Das DemoZ streitet bereits seit mehr als zwei Jahren um seine Gemeinnützigkeit, vergangene Woche hat es eine Untätigkeitsklage gegen das Finanzamt eingereicht. Was ist das Besondere an dem Fall?

Beim DemoZ geht es um die Fragen: Was ist politische Bildung und darf sie auch von einer Haltung ausgehen? Da geht es um den Begriff der »geistigen Offenheit«, den der Bundesfinanzhof im Verfahren gegen die NGO Attac eingeführt hat und von dem man nicht so genau weiß, was er eigentlich bedeutet. Das Besondere ist, dass ein so kleiner ehrenamtlich betriebener Verein diesen großen Streit führt. Viele Vereine ducken sich davor weg und zeigen lieber keine Haltung, bevor sie Ärger mit dem Finanzamt bekommen. Das macht die demokratische Auseinandersetzung leiser und weniger ausgewogen.

In der Begründung des Finanzamts Ludwigsburg hieß es, dass einzelne Gruppen des DemoZ eine »herrschaftsfreie Gesellschaft« anstrebten. Kann man nicht Herrschaft ablehnen und trotzdem gemeinnützig sein?

Ich würde sagen: ja. Weil nicht festgelegt ist, was falsch und richtig ist in dieser Welt. Es gibt selbstverständlich den verfassungsrechtlichen Rahmen, in dem sich ein Verein bewegen muss. Dass Herrschaftsfreiheit die Verfassung in Frage stellt, würde ich aber bezweifeln. Es handelt sich auch weniger um ein konkretes Ziel als um eine Grundhaltung. Kirchliche Vereine gehen auch von einer Grundhaltung aus, die nicht alle teilen, und sind dennoch gemeinnützig. Es kann nicht sein, dass ein Finanzamt entscheidet, ob eine Grundhaltung in Ordnung ist oder nicht.

Richtet sich der Begriff der »geistigen Offenheit« vor allem ­gegen linke Projekte?

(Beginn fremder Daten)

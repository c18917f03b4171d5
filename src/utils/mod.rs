pub mod build_info;
pub mod listeners;
pub mod persistence;

use std::sync::Once;

static TRACING_INIT: Once = Once::new();

const DEFAULT_FILTER: &str = "people_ledger=info";

/// Initializes the global tracing subscriber with sensible defaults.
///
/// `RUST_LOG` takes precedence; `fallback` (usually from the config file) is used when it
/// is unset, then the crate-wide default.
pub fn init_tracing(fallback: Option<&str>) {
    TRACING_INIT.call_once(|| {
        use tracing_subscriber::{fmt, EnvFilter};

        let filter = EnvFilter::try_from_default_env()
            .or_else(|_| EnvFilter::try_new(fallback.unwrap_or(DEFAULT_FILTER)))
            .unwrap_or_else(|_| EnvFilter::new(DEFAULT_FILTER));

        // A subscriber installed by the host (or a test harness) wins.
        let _ = fmt()
            .with_env_filter(filter)
            .with_writer(std::io::stderr)
            .try_init();
    });
}
use std::collections::HashMap;

use crate::cli::core::{CommandResult, ShellContext};

pub type CommandHandler = fn(&mut ShellContext, &[&str]) -> CommandResult;

#[derive(Clone)]
pub struct CommandEntry {
    pub name: &'static str,
    pub description: &'static str,
    pub usage: &'static str,
    pub handler: CommandHandler,
}

impl CommandEntry {
    pub const fn new(
        name: &'static str,
        description: &'static str,
        usage: &'static str,
        handler: CommandHandler,
    ) -> Self {
        Self {
            name,
            description,
            usage,
            handler,
        }
    }
}

/// Commands in registration order, looked up by lowercase name.
#[derive(Default)]
pub struct CommandRegistry {
    commands: HashMap<&'static str, CommandEntry>,
    order: Vec<&'static str>,
}

impl CommandRegistry {
    pub fn new() -> Self {
        Self::default()
    }

    pub fn register(&mut self, entry: CommandEntry) {
        if self.commands.insert(entry.name, entry.clone()).is_none() {
            self.order.push(entry.name);
        }
    }

    pub fn get(&self, name: &str) -> Option<&CommandEntry> {
        self.commands.get(name)
    }

    pub fn handler(&self, name: &str) -> Option<CommandHandler> {
        self.get(name).map(|entry| entry.handler)
    }

    pub fn list(&self) -> impl Iterator<Item = &CommandEntry> {
        self.order
            .iter()
            .filter_map(move |name| self.commands.get(name))
    }

    pub fn names(&self) -> impl Iterator<Item = &'static str> + '_ {
        self.order.iter().copied()
    }
}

In der Praxis scheint es so, dass vor allem Vereine, die eher auf ­gesellschaftliche Veränderung als auf Bewahrung hinwirken, von dem Problem betroffen sind.

Was sollte sich ändern?

Es braucht eine Klarstellung, was unter politischer Bildung überhaupt verstanden wird. Wir brauchen eine intensive Debatte, was wir unter Gemeinnützigkeit verstehen und wie wir dafür sorgen können, dass Organisationen, die sich für Demokratie und Menschenrechte einsetzen, einen gesicherten Handlungsspielraum haben.